Requirement ->
Look over the lines below. Report each one that includes the string "const".

Provided information ->
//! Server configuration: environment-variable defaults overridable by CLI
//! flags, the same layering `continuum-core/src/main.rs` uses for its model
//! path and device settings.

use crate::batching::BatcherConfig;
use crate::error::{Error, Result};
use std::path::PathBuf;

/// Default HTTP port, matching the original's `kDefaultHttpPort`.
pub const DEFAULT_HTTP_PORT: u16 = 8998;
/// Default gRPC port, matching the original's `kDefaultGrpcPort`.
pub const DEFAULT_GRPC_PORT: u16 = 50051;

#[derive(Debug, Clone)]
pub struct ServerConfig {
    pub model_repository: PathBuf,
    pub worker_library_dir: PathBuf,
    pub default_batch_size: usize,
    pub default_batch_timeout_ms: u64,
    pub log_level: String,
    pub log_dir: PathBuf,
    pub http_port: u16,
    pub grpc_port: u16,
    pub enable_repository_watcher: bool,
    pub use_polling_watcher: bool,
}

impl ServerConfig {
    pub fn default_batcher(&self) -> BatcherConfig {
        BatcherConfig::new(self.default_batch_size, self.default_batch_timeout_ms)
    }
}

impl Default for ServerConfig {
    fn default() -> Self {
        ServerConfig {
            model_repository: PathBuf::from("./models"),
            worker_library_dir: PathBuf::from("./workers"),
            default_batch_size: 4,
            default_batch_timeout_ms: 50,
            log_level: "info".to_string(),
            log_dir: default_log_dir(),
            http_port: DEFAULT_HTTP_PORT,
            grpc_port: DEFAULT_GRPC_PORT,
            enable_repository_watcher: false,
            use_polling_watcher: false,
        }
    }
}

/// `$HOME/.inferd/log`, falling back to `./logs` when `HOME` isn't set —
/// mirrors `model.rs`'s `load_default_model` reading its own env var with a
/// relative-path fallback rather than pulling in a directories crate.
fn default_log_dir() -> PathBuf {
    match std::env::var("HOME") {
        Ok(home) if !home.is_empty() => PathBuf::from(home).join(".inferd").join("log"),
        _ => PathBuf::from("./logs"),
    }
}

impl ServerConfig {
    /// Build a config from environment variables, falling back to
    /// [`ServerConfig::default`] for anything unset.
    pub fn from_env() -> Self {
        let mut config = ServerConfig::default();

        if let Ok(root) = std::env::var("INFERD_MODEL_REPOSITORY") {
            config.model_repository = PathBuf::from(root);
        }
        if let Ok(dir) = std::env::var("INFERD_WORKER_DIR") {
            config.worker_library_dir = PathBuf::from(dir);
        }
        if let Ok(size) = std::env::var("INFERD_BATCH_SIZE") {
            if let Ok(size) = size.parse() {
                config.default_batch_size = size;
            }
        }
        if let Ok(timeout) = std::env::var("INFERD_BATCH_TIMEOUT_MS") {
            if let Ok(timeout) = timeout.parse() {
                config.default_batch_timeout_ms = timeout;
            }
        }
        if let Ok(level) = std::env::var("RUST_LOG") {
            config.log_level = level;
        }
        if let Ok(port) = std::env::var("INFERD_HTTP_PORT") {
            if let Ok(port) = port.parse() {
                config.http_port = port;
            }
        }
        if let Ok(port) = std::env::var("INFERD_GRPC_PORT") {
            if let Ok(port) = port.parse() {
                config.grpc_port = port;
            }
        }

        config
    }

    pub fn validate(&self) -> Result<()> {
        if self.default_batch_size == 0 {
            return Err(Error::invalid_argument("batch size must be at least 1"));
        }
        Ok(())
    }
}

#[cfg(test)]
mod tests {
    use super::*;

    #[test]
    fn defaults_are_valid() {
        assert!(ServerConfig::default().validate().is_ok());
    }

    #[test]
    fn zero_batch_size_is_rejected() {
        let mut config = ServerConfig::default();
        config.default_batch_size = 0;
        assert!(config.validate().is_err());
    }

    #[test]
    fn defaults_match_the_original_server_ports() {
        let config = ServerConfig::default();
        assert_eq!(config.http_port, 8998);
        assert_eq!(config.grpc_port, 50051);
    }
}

Exercise answer ->
pub const DEFAULT_HTTP_PORT: u16 = 8998;
pub const DEFAULT_GRPC_PORT: u16 = 50051;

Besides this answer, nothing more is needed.